My son Judah is my resource, my deliciously glorious little resource. Sharing him, making full use of his loveliness, benefits me. It exposes all of my people and their people to what they may not know. It breaks down barriers. It changes the world, if only a little bit, for my child; one of the three for whom I would tear my heart out.
This is why you were all overexposed to a little baby that even I was scared of. This is why you have watched him grow right alongside me. Hopefully, you have grown too. Hopefully, fear left your side like my fear-shadow left mine.
I even hope my son’s disability may transcend to all disabilities in your mind. I hope you’ll see a person in a wheelchair and think of Judah. I hope people recognize how each child with a disability has a family who is crazy about him or her. I hope the world realizes that people with disabilities are endowed with skills that are applause-worthy. I hope they are applauded and not given pathetic, sympathetic stares.
I hope that the “exploitation” of my son helps others appreciate that there are a hundred other people in the world who do not see him — or others with disabilities — as a diagnosis, but as a miracle, a gift, or at the very least, a person.
And all of this exploitation business is winning. I have received countless gifts in the form of messages from people thanking me for helping them to see beyond disability. So many unknowing souls have told me they are more compassionate beings because they have witnessed Judah meeting milestones like walking for the very first time. So many others have spoken of growing empathetic branches as they bore witness to our hospital stays and hardships.
So many have read articles they would have scrolled by in the past because now they know someone with Down syndrome too. My cause is now their cause.
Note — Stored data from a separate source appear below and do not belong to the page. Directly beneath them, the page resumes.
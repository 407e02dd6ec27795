use super::{MapView, SUGGESTION_RADIUS};

use async_trait::async_trait;

use crate::{
    api::{InputAPI, PlacesAPI},
    entities::{InputField, PlaceSuggestion, PlaceSuggestions},
};

#[async_trait]
impl InputAPI for MapView {
    #[tracing::instrument(skip(self))]
    async fn set_input(&self, field: InputField, text: String) {
        let mut state = self.state.lock().await;
        *state.input_mut(field) = text;
    }

    #[tracing::instrument(skip(self))]
    async fn place_suggestions(&self, field: InputField, input: String) -> PlaceSuggestions {
        if input.is_empty() {
            return vec![];
        }

        let (center, session) = {
            let state = self.state.lock().await;
            (state.center, state.session(field))
        };

        match self
            .services
            .find_place_suggestions(input, center, SUGGESTION_RADIUS, session.to_string())
            .await
        {
            Ok(suggestions) => suggestions,
            Err(err) => {
                tracing::warn!("autocomplete failed for {:?}: {}", field, err);
                vec![]
            }
        }
    }

    #[tracing::instrument(skip(self))]
    async fn select_place(&self, field: InputField, suggestion: PlaceSuggestion) {
        tracing::info!("place changed: {:?} -> {}", field, suggestion.place_id);

        let mut state = self.state.lock().await;
        *state.input_mut(field) = suggestion.description;
        state.renew_session(field);

        tracing::debug!("{:?} is now {:?}", field, state.input(field));
    }
}
use axum::extract::{Extension, Json};
use serde::Serialize;

use crate::api::SurfaceAPI;
use crate::entities::{MapCommand, ViewSnapshot};
use crate::server::{surface::CommandQueue, DynViewAPI};

#[derive(Serialize)]
pub struct RecenterResponse {
    panned: bool,
}

pub async fn load(
    Extension(view): Extension<DynViewAPI>,
    Extension(queue): Extension<CommandQueue>,
) -> Json<ViewSnapshot> {
    view.on_map_load(Box::new(queue.surface())).await;

    view.snapshot().await.into()
}

pub async fn recenter(Extension(view): Extension<DynViewAPI>) -> Json<RecenterResponse> {
    let panned = view.recenter().await;

    RecenterResponse { panned }.into()
}

pub async fn commands(Extension(queue): Extension<CommandQueue>) -> Json<Vec<MapCommand>> {
    queue.drain().into()
}
mod coordinates;
mod place;
mod position;
mod route;
mod view;

pub use coordinates::Coordinates;
pub use place::{PlaceSuggestion, PlaceSuggestions};
pub use position::Position;
#[cfg(test)]
pub(crate) use route::directions_fixture;
pub use route::{
    DirectionsLeg, DirectionsRequest, DirectionsResponse, DirectionsResult, DirectionsRoute,
    DirectionsStatus, EncodedPolyline, RouteResult, TextValue, TravelMode,
};
pub use view::{
    InputField, MapCommand, Phase, RouteOutcome, RouteOverlay, ViewSnapshot, DEFAULT_ZOOM,
};
//! Mockup Common Library
//!
//! ラベリング・スクレイピング・ロゴ加工・モックアップ作成で共有される型と規則

pub mod analysis;
pub mod error;
pub mod job;
pub mod labels;
pub mod scrape;
pub mod session;
pub mod validation;

pub use analysis::{LogoAnalysis, LogoType, RecommendedPath};
pub use error::{Error, Result};
pub use job::{JobManifest, JobOptions, PrintMethod, SizeLock, TargetSize};
pub use labels::{BoundingBox, ImageLabels, LabelMap, DEFAULT_BOX_NAME};
pub use scrape::{company_name_from_url, normalize_url, ScrapeOutcome};
pub use session::SessionState;
pub use validation::{validate, ValidationReport};
use thiserror::Error;

#[derive(Error, Debug)]
pub enum MockupError {
    #[error("設定エラー: {0}")]
    Config(String),

    #[error("環境変数が設定されていません: {0}")]
    MissingEnv(String),

    #[error("ファイルが見つかりません: {0}")]
    FileNotFound(String),

    #[error("フォルダが見つかりません: {0}")]
    FolderNotFound(String),

    #[error("画像が見つかりません: {0}")]
    NoImagesFound(String),

    #[error("未ラベルの画像がありません: {0}")]
    NothingToLabel(String),

    #[error("画像読み込みエラー: {0}")]
    ImageLoad(String),

    #[error("画像処理エラー: {0}")]
    Image(#[from] image::ImageError),

    #[error("JSON解析エラー: {0}")]
    JsonParse(#[from] serde_json::Error),

    #[error("IOエラー: {0}")]
    Io(#[from] std::io::Error),

    #[error("HTTPエラー: {0}")]
    Http(#[from] reqwest::Error),

    #[error("ジョブ定義が不正: {0}")]
    InvalidJob(#[from] mockup_common::Error),

    #[error("子プロセス実行エラー: {0}")]
    Worker(String),

    #[error("テーブルAPIエラー: {0}")]
    TableApi(String),

    #[error("アップロードエラー: {0}")]
    Upload(String),

    #[error("対象の商品がありません: {0}")]
    NoMockupTargets(String),

    #[error("CLI実行エラー: {0}")]
    CliExecution(String),
}

pub type Result<T> = std::result::Result<T, MockupError>;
They share those articles on their social media, and my heart floats.
As long as Judah keeps doing things that are awesome (and he will), I will keep oversharing them. I will keep on exploiting the heck out him, and I will keep benefiting every time someone else does the same. I am fine with it. Because not only is he cute, funny, and deliciously devilish, he also came here to repair us all. His lucky life is here for the taking. I believe it is meant to be shared and learned from and loved on.
He is not just my gift. He is the world’s gift, and he has come here to change it, to make it more compassionate, more accepting of differences, more loving. He is the beautiful, endearing boy I exploit, and I own that in every sense of the word.